TASK INPUT >>

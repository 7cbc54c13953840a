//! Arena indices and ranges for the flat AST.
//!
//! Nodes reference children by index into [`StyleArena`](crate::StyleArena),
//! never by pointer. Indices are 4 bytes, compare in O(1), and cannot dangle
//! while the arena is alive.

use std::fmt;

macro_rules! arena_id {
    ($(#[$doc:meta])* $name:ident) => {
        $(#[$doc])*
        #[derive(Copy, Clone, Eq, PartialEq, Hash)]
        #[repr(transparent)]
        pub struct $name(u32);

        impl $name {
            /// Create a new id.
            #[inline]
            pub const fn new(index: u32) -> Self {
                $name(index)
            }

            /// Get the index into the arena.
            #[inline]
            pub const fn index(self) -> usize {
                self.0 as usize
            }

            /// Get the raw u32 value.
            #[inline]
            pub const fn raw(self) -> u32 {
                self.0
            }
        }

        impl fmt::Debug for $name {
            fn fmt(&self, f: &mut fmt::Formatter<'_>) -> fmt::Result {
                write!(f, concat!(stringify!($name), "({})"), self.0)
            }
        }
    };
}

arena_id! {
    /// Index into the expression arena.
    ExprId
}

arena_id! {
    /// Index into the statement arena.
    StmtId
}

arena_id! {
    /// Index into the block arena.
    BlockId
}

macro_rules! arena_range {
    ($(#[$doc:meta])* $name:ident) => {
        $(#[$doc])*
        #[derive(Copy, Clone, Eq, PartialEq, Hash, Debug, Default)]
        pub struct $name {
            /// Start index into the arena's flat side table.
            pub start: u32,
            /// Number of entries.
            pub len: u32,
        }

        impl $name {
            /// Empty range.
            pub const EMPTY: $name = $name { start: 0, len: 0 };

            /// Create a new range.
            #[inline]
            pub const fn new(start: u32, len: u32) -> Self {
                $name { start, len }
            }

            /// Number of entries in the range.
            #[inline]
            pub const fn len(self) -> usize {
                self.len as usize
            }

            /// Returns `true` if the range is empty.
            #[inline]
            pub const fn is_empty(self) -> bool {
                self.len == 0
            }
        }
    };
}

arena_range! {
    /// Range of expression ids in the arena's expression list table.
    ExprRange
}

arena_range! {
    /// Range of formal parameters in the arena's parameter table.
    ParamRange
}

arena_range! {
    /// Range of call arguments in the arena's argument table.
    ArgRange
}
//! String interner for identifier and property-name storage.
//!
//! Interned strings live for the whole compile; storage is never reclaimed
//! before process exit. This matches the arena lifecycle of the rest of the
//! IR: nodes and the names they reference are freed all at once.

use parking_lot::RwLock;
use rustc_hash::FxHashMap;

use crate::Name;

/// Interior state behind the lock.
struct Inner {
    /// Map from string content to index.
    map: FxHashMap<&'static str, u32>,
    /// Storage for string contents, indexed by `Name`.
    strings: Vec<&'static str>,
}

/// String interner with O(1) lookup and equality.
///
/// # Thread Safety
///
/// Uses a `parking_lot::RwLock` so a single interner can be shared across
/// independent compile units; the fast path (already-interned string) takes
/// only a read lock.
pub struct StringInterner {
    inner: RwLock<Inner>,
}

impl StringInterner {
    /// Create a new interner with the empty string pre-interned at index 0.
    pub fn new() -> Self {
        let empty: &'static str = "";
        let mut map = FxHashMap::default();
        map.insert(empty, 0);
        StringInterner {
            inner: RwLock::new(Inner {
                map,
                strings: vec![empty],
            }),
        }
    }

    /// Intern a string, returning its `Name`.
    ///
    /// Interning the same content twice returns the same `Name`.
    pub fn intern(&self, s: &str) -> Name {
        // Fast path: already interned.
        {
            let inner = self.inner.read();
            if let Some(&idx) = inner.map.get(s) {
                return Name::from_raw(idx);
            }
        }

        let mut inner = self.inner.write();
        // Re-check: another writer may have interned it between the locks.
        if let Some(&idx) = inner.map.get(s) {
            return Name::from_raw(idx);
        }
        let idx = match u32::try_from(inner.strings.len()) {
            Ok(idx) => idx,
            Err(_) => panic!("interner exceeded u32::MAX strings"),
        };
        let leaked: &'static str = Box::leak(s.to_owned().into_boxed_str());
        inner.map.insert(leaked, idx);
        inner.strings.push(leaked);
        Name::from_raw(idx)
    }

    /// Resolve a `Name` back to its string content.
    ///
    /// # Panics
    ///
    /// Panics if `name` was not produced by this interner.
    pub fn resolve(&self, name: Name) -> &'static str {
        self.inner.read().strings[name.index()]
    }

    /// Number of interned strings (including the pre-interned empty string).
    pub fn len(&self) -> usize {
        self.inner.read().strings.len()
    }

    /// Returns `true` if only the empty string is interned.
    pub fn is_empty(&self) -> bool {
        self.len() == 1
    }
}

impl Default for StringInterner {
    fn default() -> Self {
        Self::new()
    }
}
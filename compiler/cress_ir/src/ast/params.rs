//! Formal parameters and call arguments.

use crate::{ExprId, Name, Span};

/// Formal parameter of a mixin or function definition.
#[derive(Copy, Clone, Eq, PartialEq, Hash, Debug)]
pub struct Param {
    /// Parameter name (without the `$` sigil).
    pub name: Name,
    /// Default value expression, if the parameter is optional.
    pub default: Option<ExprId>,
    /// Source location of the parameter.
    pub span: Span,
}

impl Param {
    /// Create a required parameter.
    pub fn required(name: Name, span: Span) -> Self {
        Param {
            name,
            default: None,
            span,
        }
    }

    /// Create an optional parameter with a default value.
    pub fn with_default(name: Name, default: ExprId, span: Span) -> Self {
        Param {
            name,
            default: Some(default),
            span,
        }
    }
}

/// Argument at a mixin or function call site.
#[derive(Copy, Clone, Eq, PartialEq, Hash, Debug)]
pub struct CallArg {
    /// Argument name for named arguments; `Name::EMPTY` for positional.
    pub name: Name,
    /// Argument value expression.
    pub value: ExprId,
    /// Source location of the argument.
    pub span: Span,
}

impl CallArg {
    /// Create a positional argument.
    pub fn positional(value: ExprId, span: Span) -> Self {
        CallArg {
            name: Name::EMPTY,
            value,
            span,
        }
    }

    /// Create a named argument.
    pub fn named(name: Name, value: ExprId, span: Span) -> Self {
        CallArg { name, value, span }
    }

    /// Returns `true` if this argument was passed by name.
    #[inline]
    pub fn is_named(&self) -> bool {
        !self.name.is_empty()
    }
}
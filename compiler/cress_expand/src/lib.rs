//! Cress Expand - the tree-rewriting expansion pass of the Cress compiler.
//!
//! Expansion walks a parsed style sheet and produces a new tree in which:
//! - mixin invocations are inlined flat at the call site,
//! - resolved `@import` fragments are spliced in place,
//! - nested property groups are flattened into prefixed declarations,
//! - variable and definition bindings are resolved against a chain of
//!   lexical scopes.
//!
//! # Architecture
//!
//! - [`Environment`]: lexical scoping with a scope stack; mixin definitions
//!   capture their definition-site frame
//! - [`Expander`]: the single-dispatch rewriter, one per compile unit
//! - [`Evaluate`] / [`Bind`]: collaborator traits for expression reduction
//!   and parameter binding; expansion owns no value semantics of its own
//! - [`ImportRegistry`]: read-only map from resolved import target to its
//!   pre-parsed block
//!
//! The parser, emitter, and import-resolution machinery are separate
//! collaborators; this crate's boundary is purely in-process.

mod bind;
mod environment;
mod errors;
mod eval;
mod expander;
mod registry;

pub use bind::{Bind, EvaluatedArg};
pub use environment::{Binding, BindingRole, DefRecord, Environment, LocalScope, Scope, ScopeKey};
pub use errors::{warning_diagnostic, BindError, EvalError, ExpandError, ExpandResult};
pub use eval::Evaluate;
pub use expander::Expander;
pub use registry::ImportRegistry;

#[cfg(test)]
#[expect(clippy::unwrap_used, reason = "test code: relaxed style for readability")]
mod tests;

YOUR TASK >>
The expected answer is a copy of each line above containing "single".

ANSWER SPACE >>
/// Uses a `parking_lot::RwLock` so a single interner can be shared across
//! - [`Expander`]: the single-dispatch rewriter, one per compile unit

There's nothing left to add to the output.